I got a hold of a Actron 9580A diagnostic scanner and the car has no codes active or pending (that it could tell). I plugged it in and had someone drive for over 30min in traffic/highway/city and looked at the active data. The scanner will monitor temp (water) and that stayed right on target the whole time and lined up with the gauge on the dash. It also monitors the O2 senesors and the difference between them. They were pretty much identical. The MAF seemed to be going up and down as you would expect with throttle and seemed to settle in at idle about the same every time. It also monitors the throttle position and the RPMs. That is what I really watched... I was looking for some deviation with the throttle % down and the idle up or some inconsistency. What I saw on the throttle position was exactly what was happening to the idle... Now, the car was actually pretty well behaved today and would settle down to the high 700's pretty quickly (within a couple seconds), but it followed the throttle position - it was the throttle that was not settling right down; not a high idle and the throttle closed.

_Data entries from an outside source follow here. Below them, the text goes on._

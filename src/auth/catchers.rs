use rocket::Request;
use rocket::http::Status;
use rocket::response::status::Custom;
use rocket::serde::json::Json;

use crate::validation::{ToValidationResponse, ValidationResponse};

#[catch(401)]
pub fn unauthorized_api(req: &Request) -> Custom<Json<ValidationResponse>> {
    tracing::warn!(uri = %req.uri(), "Unauthorized access attempt");
    Status::Unauthorized.to_validation_response()
}

#[catch(default)]
pub fn default_catcher(status: Status, _req: &Request) -> Custom<Json<ValidationResponse>> {
    status.to_validation_response()
}
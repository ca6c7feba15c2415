use thiserror::Error;

/// Errors raised by remote sync and backup handling.
#[derive(Error, Debug)]
pub enum SyncError {
    #[error("{0}")]
    Config(String),

    #[error("Gist not found. Please check the Gist ID.")]
    NotFound,

    #[error("GitHub rejected the token (HTTP {0}).")]
    Auth(u16),

    #[error("Request failed: HTTP {status} {reason}")]
    Http { status: u16, reason: String },

    #[error("Conflict detected. Latest data fetched. Please try saving again.")]
    Conflict,

    #[error("Invalid JSON: {0}")]
    Parse(String),

    #[error("No data to export")]
    NothingToExport,

    #[error("Invalid backup file: {0}")]
    Validation(#[from] ValidationError),

    #[error("Network error: {0}")]
    Request(String),

    #[error("IO error: {0}")]
    Io(#[from] std::io::Error),
}

impl From<serde_json::Error> for SyncError {
    fn from(err: serde_json::Error) -> Self {
        SyncError::Parse(err.to_string())
    }
}

impl From<reqwest::Error> for SyncError {
    fn from(err: reqwest::Error) -> Self {
        SyncError::Request(err.to_string())
    }
}

/// The specific shape constraint an imported backup violated.
#[derive(Error, Debug, Clone, PartialEq)]
pub enum ValidationError {
    #[error("file is not valid JSON ({0})")]
    NotJson(String),

    #[error("root value must be a list of months")]
    NotAnArray,

    #[error("backup contains no months")]
    Empty,

    #[error("month #{index} is malformed: {reason}")]
    InvalidMonth { index: usize, reason: String },
}
pub(crate) mod format;
use crate::config::Theme;
use crate::sync::SyncStatus;
use crate::ui::color_parser::parse_color;
use ratatui::style::Color;

#[derive(Debug, Clone)]
pub struct ThemeTokens {
    pub border_default: Color,
    pub border_selected: Color,
    pub day_header: Color,
    pub highlight: Color,
    pub task_done: Color,
    pub task_time: Color,
    pub status_ok: Color,
    pub status_warn: Color,
    pub status_error: Color,
    pub feedback: Color,
    pub muted: Color,
}

impl ThemeTokens {
    pub fn from_theme(theme: &Theme) -> Self {
        Self {
            border_default: parse_color(&theme.border_default),
            border_selected: parse_color(&theme.border_selected),
            day_header: parse_color(&theme.day_header),
            highlight: parse_color(&theme.text_highlight),
            task_done: parse_color(&theme.task_done),
            task_time: parse_color(&theme.task_time),
            status_ok: parse_color(&theme.status_ok),
            status_warn: parse_color(&theme.status_warn),
            status_error: parse_color(&theme.status_error),
            feedback: parse_color(&theme.feedback),
            muted: Color::DarkGray,
        }
    }

    /// Indicator color for the sync status in the status bar.
    pub fn status_color(&self, status: &SyncStatus) -> Color {
        match status {
            SyncStatus::UpToDate | SyncStatus::SavedAt(_) | SyncStatus::ReadyToSync => {
                self.status_ok
            }
            SyncStatus::UnsavedChanges | SyncStatus::FetchRequired | SyncStatus::Loading => {
                self.status_warn
            }
            SyncStatus::NotConfigured => self.muted,
        }
    }
}
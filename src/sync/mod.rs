pub mod engine;
pub mod error;
pub mod gist;

pub use engine::{FetchRequest, SaveOutcome, SaveRequest, SyncEngine, SyncStatus};
pub use error::SyncError;
pub use gist::GistClient;

use std::sync::mpsc::{self, Receiver};
use std::thread;

/// Network half of a fetch or save, delivered back to the UI thread.
pub enum SyncCompletion {
    Fetched(Result<Option<String>, SyncError>),
    Saved(SaveRequest, SaveOutcome),
}

pub fn spawn_fetch(client: GistClient, request: FetchRequest) -> Receiver<SyncCompletion> {
    let (sender, receiver) = mpsc::channel();
    thread::spawn(move || {
        let result = engine::run_fetch(&client, &request);
        let _ = sender.send(SyncCompletion::Fetched(result));
    });
    receiver
}

pub fn spawn_save(client: GistClient, request: SaveRequest) -> Receiver<SyncCompletion> {
    let (sender, receiver) = mpsc::channel();
    thread::spawn(move || {
        let outcome = engine::run_save(&client, &request);
        let _ = sender.send(SyncCompletion::Saved(request, outcome));
    });
    receiver
}
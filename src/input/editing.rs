use crate::{
    actions,
    app::App,
    config::{EditorBindings, key_match},
    editor::format,
    models::{EditorTarget, InputMode, TaskField},
};
use crossterm::event::KeyEvent;
use tui_textarea::TextArea;

pub fn handle_editing_mode(app: &mut App, key: KeyEvent) {
    match app.editor_target() {
        Some(EditorTarget::Task) => handle_task_editor(app, key),
        Some(EditorTarget::WeeklyNotes) => handle_notes_editor(app, key),
        None => app.transition_to(InputMode::Navigate),
    }
}

fn handle_task_editor(app: &mut App, key: KeyEvent) {
    let bindings = app.config.keybindings.editor.clone();
    if key_match(&key, &bindings.submit) {
        actions::submit_task_editor(app);
        return;
    }
    if key_match(&key, &bindings.cancel) {
        app.transition_to(InputMode::Navigate);
        return;
    }

    let Some(editor) = app.task_editor.as_mut() else {
        return;
    };
    if key_match(&key, &bindings.next_field) {
        editor.next_field();
        return;
    }
    if key_match(&key, &bindings.prev_field) {
        editor.prev_field();
        return;
    }

    let field = editor.field;
    let Some(textarea) = editor.active_mut() else {
        return;
    };
    // Only notes may span lines.
    if field == TaskField::Notes {
        edit_markdown(textarea, &bindings, key);
    } else if !key_match(&key, &bindings.newline) {
        textarea.input(key);
    }
}

fn handle_notes_editor(app: &mut App, key: KeyEvent) {
    let bindings = app.config.keybindings.editor.clone();
    if key_match(&key, &bindings.submit) {
        actions::submit_weekly_notes(app);
        return;
    }
    if key_match(&key, &bindings.cancel) {
        app.transition_to(InputMode::Navigate);
        return;
    }
    if let Some(editor) = app.notes_editor.as_mut() {
        edit_markdown(&mut editor.textarea, &bindings, key);
    }
}

/// Formatting shortcuts mirror the markers `markdown::render_html` knows.
fn edit_markdown(textarea: &mut TextArea, bindings: &EditorBindings, key: KeyEvent) {
    if key_match(&key, &bindings.newline) {
        format::insert_newline_continuing_list(textarea);
    } else if key_match(&key, &bindings.bold) {
        format::wrap_inline(textarea, "**");
    } else if key_match(&key, &bindings.italic) {
        format::wrap_inline(textarea, "*");
    } else if key_match(&key, &bindings.underline) {
        format::wrap_inline(textarea, "__");
    } else if key_match(&key, &bindings.code) {
        format::wrap_inline(textarea, "`");
    } else if key_match(&key, &bindings.quote) {
        format::prefix_line(textarea, "> ");
    } else if key_match(&key, &bindings.bullet) {
        format::prefix_line(textarea, "- ");
    } else if key_match(&key, &bindings.numbered) {
        format::prefix_line(textarea, "1. ");
    } else {
        textarea.input(key);
    }
}

#[cfg(test)]
mod tests {
    use super::*;
    use crate::app::tests::test_app;
    use crossterm::event::{KeyCode, KeyModifiers};

    fn press(app: &mut App, code: KeyCode, modifiers: KeyModifiers) {
        handle_editing_mode(app, KeyEvent::new(code, modifiers));
    }

    fn type_text(app: &mut App, text: &str) {
        for c in text.chars() {
            press(app, KeyCode::Char(c), KeyModifiers::NONE);
        }
    }

    #[test]
    fn enter_does_not_split_single_line_fields() {
        let (mut app, _dir) = test_app();
        actions::add_task(&mut app);
        actions::start_edit_task(&mut app);
        press(&mut app, KeyCode::Enter, KeyModifiers::NONE);
        type_text(&mut app, "!");
        press(&mut app, KeyCode::Char('s'), KeyModifiers::CONTROL);

        assert_eq!(app.input_mode, InputMode::Navigate);
        assert_eq!(app.selected_task().unwrap().text, "New task!");
    }

    #[test]
    fn notes_editor_supports_formatting_and_lists() {
        let (mut app, _dir) = test_app();
        actions::open_weekly_notes(&mut app);
        press(&mut app, KeyCode::Char('l'), KeyModifiers::ALT);
        type_text(&mut app, "one");
        press(&mut app, KeyCode::Enter, KeyModifiers::NONE);
        press(&mut app, KeyCode::Char('b'), KeyModifiers::ALT);
        type_text(&mut app, "two");
        press(&mut app, KeyCode::Char('s'), KeyModifiers::CONTROL);

        assert_eq!(app.weekly_notes(), "- one\n- **two**");
    }

    #[test]
    fn cancel_discards_edits() {
        let (mut app, _dir) = test_app();
        actions::open_weekly_notes(&mut app);
        type_text(&mut app, "draft");
        press(&mut app, KeyCode::Esc, KeyModifiers::NONE);

        assert_eq!(app.input_mode, InputMode::Navigate);
        assert!(app.notes_editor.is_none());
        assert_eq!(app.weekly_notes(), "");
    }
}
use chrono::{Datelike, Local, Months, NaiveDate, Utc};
use serde::{Deserialize, Serialize};
use std::collections::BTreeMap;

pub const DEFAULT_TASK_TEXT: &str = "New task";

#[derive(Clone, Copy, PartialEq, Eq, Debug)]
pub enum InputMode {
    Navigate,
    Editing,
}

#[derive(Clone, Copy, PartialEq, Debug)]
pub enum EditorTarget {
    Task,
    WeeklyNotes,
}

#[derive(Clone, Copy, PartialEq, Debug)]
pub enum TaskField {
    Text,
    Time,
    Url,
    Notes,
}

impl TaskField {
    pub fn all() -> [TaskField; 4] {
        [
            TaskField::Text,
            TaskField::Time,
            TaskField::Url,
            TaskField::Notes,
        ]
    }

    pub fn label(&self) -> &'static str {
        match self {
            TaskField::Text => "Task",
            TaskField::Time => "Time",
            TaskField::Url => "URL(s)",
            TaskField::Notes => "Notes",
        }
    }

    pub fn next(&self) -> TaskField {
        match self {
            TaskField::Text => TaskField::Time,
            TaskField::Time => TaskField::Url,
            TaskField::Url => TaskField::Notes,
            TaskField::Notes => TaskField::Text,
        }
    }
}

#[derive(Debug, Clone, PartialEq, Serialize, Deserialize)]
pub struct Task {
    pub id: String,
    pub text: String,
    pub completed: bool,
    pub time: String,
    #[serde(default, skip_serializing_if = "Option::is_none")]
    pub url: Option<String>,
    #[serde(default, skip_serializing_if = "Option::is_none")]
    pub notes: Option<String>,
}

impl Task {
    pub fn new(text: &str, time: &str) -> Self {
        Self {
            id: new_task_id(),
            text: text.to_string(),
            completed: false,
            time: time.to_string(),
            url: Some(String::new()),
            notes: Some(String::new()),
        }
    }

    /// Copy of this task under a freshly generated identifier.
    pub fn duplicate(&self) -> Self {
        Self {
            id: new_task_id(),
            ..self.clone()
        }
    }

    pub fn has_url(&self) -> bool {
        self.url.as_deref().is_some_and(|u| !u.trim().is_empty())
    }

    /// Splits the free-text url field into individual links.
    ///
    /// Entries may be separated by whitespace, commas, or a literal `\n` escape
    /// left behind by pasted JSON.
    pub fn urls(&self) -> Vec<String> {
        let Some(raw) = self.url.as_deref() else {
            return Vec::new();
        };
        raw.replace("\\n", "\n")
            .split(|c: char| c.is_whitespace() || c == ',')
            .map(str::trim)
            .filter(|s| !s.is_empty())
            .map(str::to_string)
            .collect()
    }
}

#[derive(Debug, Clone, PartialEq, Serialize, Deserialize)]
#[serde(rename_all = "camelCase")]
pub struct Day {
    pub date: String,
    pub full_date: String,
    #[serde(default)]
    pub todos: Vec<Task>,
}

#[derive(Debug, Clone, PartialEq, Serialize, Deserialize)]
pub struct Week {
    pub id: String,
    pub name: String,
    #[serde(default)]
    pub days: Vec<Day>,
}

#[derive(Debug, Clone, PartialEq, Serialize, Deserialize)]
#[serde(rename_all = "camelCase")]
pub struct Month {
    pub id: String,
    pub name: String,
    #[serde(default)]
    pub weeks: Vec<Week>,
    #[serde(default)]
    pub weekly_notes: BTreeMap<String, String>,
}

/// The whole planner tree; the unit of persistence and of remote sync.
pub type Board = Vec<Month>;

/// Time-sortable identifier: millisecond timestamp followed by 128 random bits.
pub fn new_task_id() -> String {
    let millis = Utc::now().timestamp_millis().max(0);
    format!("{:011x}-{:032x}", millis, rand::random::<u128>())
}

/// Builds `count` consecutive calendar months starting at the month of `start`.
pub fn generate_months(start: NaiveDate, count: usize) -> Board {
    let Some(first) = start.with_day(1) else {
        return Vec::new();
    };

    let mut months = Vec::with_capacity(count);
    for offset in 0..count {
        let Some(month_start) = first.checked_add_months(Months::new(offset as u32)) else {
            break;
        };
        months.push(build_month(month_start));
    }
    months
}

pub fn default_board(months: usize) -> Board {
    generate_months(Local::now().date_naive(), months.max(1))
}

fn build_month(month_start: NaiveDate) -> Month {
    let name = month_start.format("%B").to_string();
    let id = format!("{}-{}", name.to_lowercase(), month_start.year());
    let days_in_month = days_in_month(month_start);

    let mut weeks = Vec::new();
    let mut current: Vec<Day> = Vec::new();
    for day in 1..=days_in_month {
        current.push(Day {
            date: day.to_string(),
            full_date: format!("{name} {day}"),
            todos: Vec::new(),
        });

        if current.len() == 7 || day == days_in_month {
            let number = weeks.len() + 1;
            weeks.push(Week {
                id: format!("{id}-week-{number}"),
                name: format!("Week {number}"),
                days: std::mem::take(&mut current),
            });
        }
    }

    Month {
        id,
        name,
        weeks,
        weekly_notes: BTreeMap::new(),
    }
}

fn days_in_month(month_start: NaiveDate) -> u32 {
    month_start
        .checked_add_months(Months::new(1))
        .and_then(|next| next.pred_opt())
        .map(|last| last.day())
        .unwrap_or(28)
}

Now I'm starting to think the dealership set up some sort of delay to try and "fix" the issue before. The documentation does say a reprogramming, not just a reset. I don't know... What would cause the TB position to hold for a few seconds at a percent or two high and then settle to the nominal idle percentage (~3%)? I did notice this when I had the intake plenum off and had someone actuate the throttle... But that was with a warm at best engine and certainly not the same as actually driving.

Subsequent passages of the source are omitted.